* _DATA FOR THE TASK_:
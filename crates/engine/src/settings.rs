//! Engine settings read from the environment.
//!
//! `.env.local` and `.env` at the repository root are loaded first (see
//! `main.rs`); real environment variables win over both.

use std::path::PathBuf;

use alibi_domain::common::StringExt;
use alibi_domain::ReferencePolicy;

use crate::error::EngineError;

pub const SNAPSHOT_PATH_VAR: &str = "ALIBI_SNAPSHOT_PATH";
pub const EXPORT_DIR_VAR: &str = "ALIBI_EXPORT_DIR";
pub const REFERENCE_POLICY_VAR: &str = "ALIBI_REFERENCE_POLICY";

#[derive(Debug, Clone, Default, PartialEq, Eq)]
pub struct EngineSettings {
    /// Snapshot imported on start.
    pub snapshot_path: Option<PathBuf>,
    /// Directory an export is written to before exit.
    pub export_dir: Option<PathBuf>,
    pub reference_policy: ReferencePolicy,
}

impl EngineSettings {
    pub fn from_env() -> Result<Self, EngineError> {
        Self::from_lookup(|key| std::env::var(key).ok())
    }

    /// Builds settings from any key lookup. Blank values count as unset.
    pub fn from_lookup(lookup: impl Fn(&str) -> Option<String>) -> Result<Self, EngineError> {
        let read = |key: &str| lookup(key).and_then(StringExt::into_option);

        let reference_policy = match read(REFERENCE_POLICY_VAR) {
            Some(value) => value.parse()?,
            None => ReferencePolicy::default(),
        };

        Ok(Self {
            snapshot_path: read(SNAPSHOT_PATH_VAR).map(PathBuf::from),
            export_dir: read(EXPORT_DIR_VAR).map(PathBuf::from),
            reference_policy,
        })
    }
}

#[cfg(test)]
mod tests {
    use super::*;
    use std::collections::HashMap;

    fn lookup(pairs: &[(&str, &str)]) -> impl Fn(&str) -> Option<String> {
        let map: HashMap<String, String> = pairs
            .iter()
            .map(|(k, v)| (k.to_string(), v.to_string()))
            .collect();
        move |key| map.get(key).cloned()
    }

    #[test]
    fn empty_environment_gives_defaults() {
        let settings = EngineSettings::from_lookup(lookup(&[])).unwrap();
        assert_eq!(settings, EngineSettings::default());
        assert_eq!(settings.reference_policy, ReferencePolicy::Tolerate);
    }

    #[test]
    fn reads_paths_and_policy() {
        let settings = EngineSettings::from_lookup(lookup(&[
            (SNAPSHOT_PATH_VAR, "/tmp/manor.json"),
            (EXPORT_DIR_VAR, "/tmp/out"),
            (REFERENCE_POLICY_VAR, "reject"),
        ]))
        .unwrap();
        assert_eq!(settings.snapshot_path, Some(PathBuf::from("/tmp/manor.json")));
        assert_eq!(settings.export_dir, Some(PathBuf::from("/tmp/out")));
        assert_eq!(settings.reference_policy, ReferencePolicy::Reject);
    }

    #[test]
    fn blank_values_are_unset() {
        let settings =
            EngineSettings::from_lookup(lookup(&[(SNAPSHOT_PATH_VAR, "  "), (REFERENCE_POLICY_VAR, "")]))
                .unwrap();
        assert_eq!(settings.snapshot_path, None);
        assert_eq!(settings.reference_policy, ReferencePolicy::Tolerate);
    }

    #[test]
    fn unknown_policy_is_an_error() {
        let err = EngineSettings::from_lookup(lookup(&[(REFERENCE_POLICY_VAR, "lenient")]))
            .unwrap_err();
        assert!(matches!(err, EngineError::Domain(_)));
    }
}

* _PROBLEM TO WORK ON_:
Extract each line from the listing that holds the word "json".

* _RESPONSE FOR THIS EXERCISE_:
            (SNAPSHOT_PATH_VAR, "/tmp/manor.json"),
        assert_eq!(settings.snapshot_path, Some(PathBuf::from("/tmp/manor.json")));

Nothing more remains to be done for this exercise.